Placing requests by parents of children with additional support needs could be abused by cash-strapped councils

Councils feeling the pinch in the economic downturn may attempt to "export" children with special needs, politicians have been warned.

One of the central aims of the Additional Support for Learning Act 2004 was to give the parents of children with additional support needs the same rights as others to make placing requests to schools in other authorities for their children

A court ruling, however, cast into doubt that original intention, according to the Scottish Government. Now the position has been clarified by a Bill being scrutinised by the Parliament's education committee, which aims to close the loopholes in the Act. It gives parents the right to go direct to an authority other than their home one and request their child be placed in one if its schools.

However, directors of education and authorities fear, in the current economic climate, that cash-strapped councils may encourage parents to request their child be placed in schools outside their boundaries in order to save money; not because it is in the best interests of the child.

Bryan Kirkaldy, a representative of the Association of Directors of Education in Scotland and senior manager in education and children's services in Fife, said there would be a "perverse incentive" for local authorities not to make effective provision for children with additional support needs if it were possible for parents to choose to go to another local authority. This could, he continued, compromise mainstreaming.

Martin Vallely, service manager for professional service at Edinburgh City Council, agreed. In written evidence, he claimed the Bill could "unintentionally incentivise the 'export' of complex needs".

Glasgow City Council expressed similar fears. It said that "at a time of financial stringency, some authorities may see a value in encouraging parents to make a placing request to another authority". Glasgow would be attractive to parents, the council felt, because of its high number of specialist schools and units. The result could be a shortage of places for its own children, it argued.

However, a special needs child from Glasgow being educated outside the city could also be problematic, said Cameron Munro, the city's senior solicitor for education. "A parent could say that they want their child to go to a school in Aberdeen, even though all other support, from social work, other council departments and the health board, is based in the west of Scotland."

Other authorities claimed their ability to provide services for children with additional support needs could be undermined if too many parents opted to apply for places in schools in other councils. Argyll and Bute said it was a "fallacy" that giving the parents of children with special needs the same rights as others to make placing requests in any school in any authority would make life better for the youngsters.

Ted Jefferies, principal educational psychologist, argued parents seeking places outside their own council area could well erode the home authority's ability to cater for special needs youngsters by robbing it of the "critical mass" needed to provide services.

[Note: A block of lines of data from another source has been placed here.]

//! CSV loader for re-reading previously exported datasets.

use crate::dataset::{Dataset, DuplicatePolicy};
use crate::models::{RawRow, Record};
use anyhow::{bail, Context, Result};
use std::path::Path;
use tracing::{debug, info};

/// Raw cells of every data row; the header must name `columns` exactly.
pub fn read_rows(path: &Path, columns: &[&str]) -> Result<Vec<RawRow>> {
    let mut reader = csv::ReaderBuilder::new()
        .has_headers(true)
        .flexible(true)
        .from_path(path)
        .with_context(|| format!("Failed to open {:?}", path))?;

    let headers: Vec<String> = reader
        .headers()
        .with_context(|| format!("No header row in {:?}", path))?
        .iter()
        .map(|h| h.trim().to_string())
        .collect();
    if headers != columns {
        bail!("{:?}: expected columns {:?}, found {:?}", path, columns, headers);
    }

    let mut rows = Vec::new();
    for (i, result) in reader.records().enumerate() {
        let record = result.with_context(|| format!("Row {} in {:?} is unreadable", i + 1, path))?;
        rows.push(record.iter().map(|s| s.to_string()).collect());
    }

    debug!("{:?}: {} rows read", path, rows.len());
    Ok(rows)
}

/// Load an exported dataset back through the dataset builder.
pub fn load_dataset<R: Record>(path: &Path, policy: DuplicatePolicy) -> Result<Dataset<R>> {
    let rows = read_rows(path, R::COLUMNS)?;
    let dataset = Dataset::build(rows, policy).with_context(|| format!("Loading {:?}", path))?;
    info!("{:?}: {} rows loaded", path, dataset.len());
    Ok(dataset)
}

According to Robin McKendrick, head of the Government's support for learning division, the proposals put neither "an exporting authority", nor "an importing authority" at a disadvantage: "If 10 pupils move from schools in East Lothian to Edinburgh, the next time that the school census data are used to calculate the local government settlement - the allocations will be in 2011 and 2012 - those pupils will appear in Edinburgh's pupil count. As a result, Edinburgh will get a slightly larger share of those grant-aided expenditure lines and East Lothian will get a slightly smaller share, all other things being equal. The additionality for children with additional support needs can be claimed back under Section 23 of the 1980 Act."

Mr Vallely said: "Section 23 makes provision for the host authority to seek to recover the costs, but there is no obligation on the home authority to pay those costs."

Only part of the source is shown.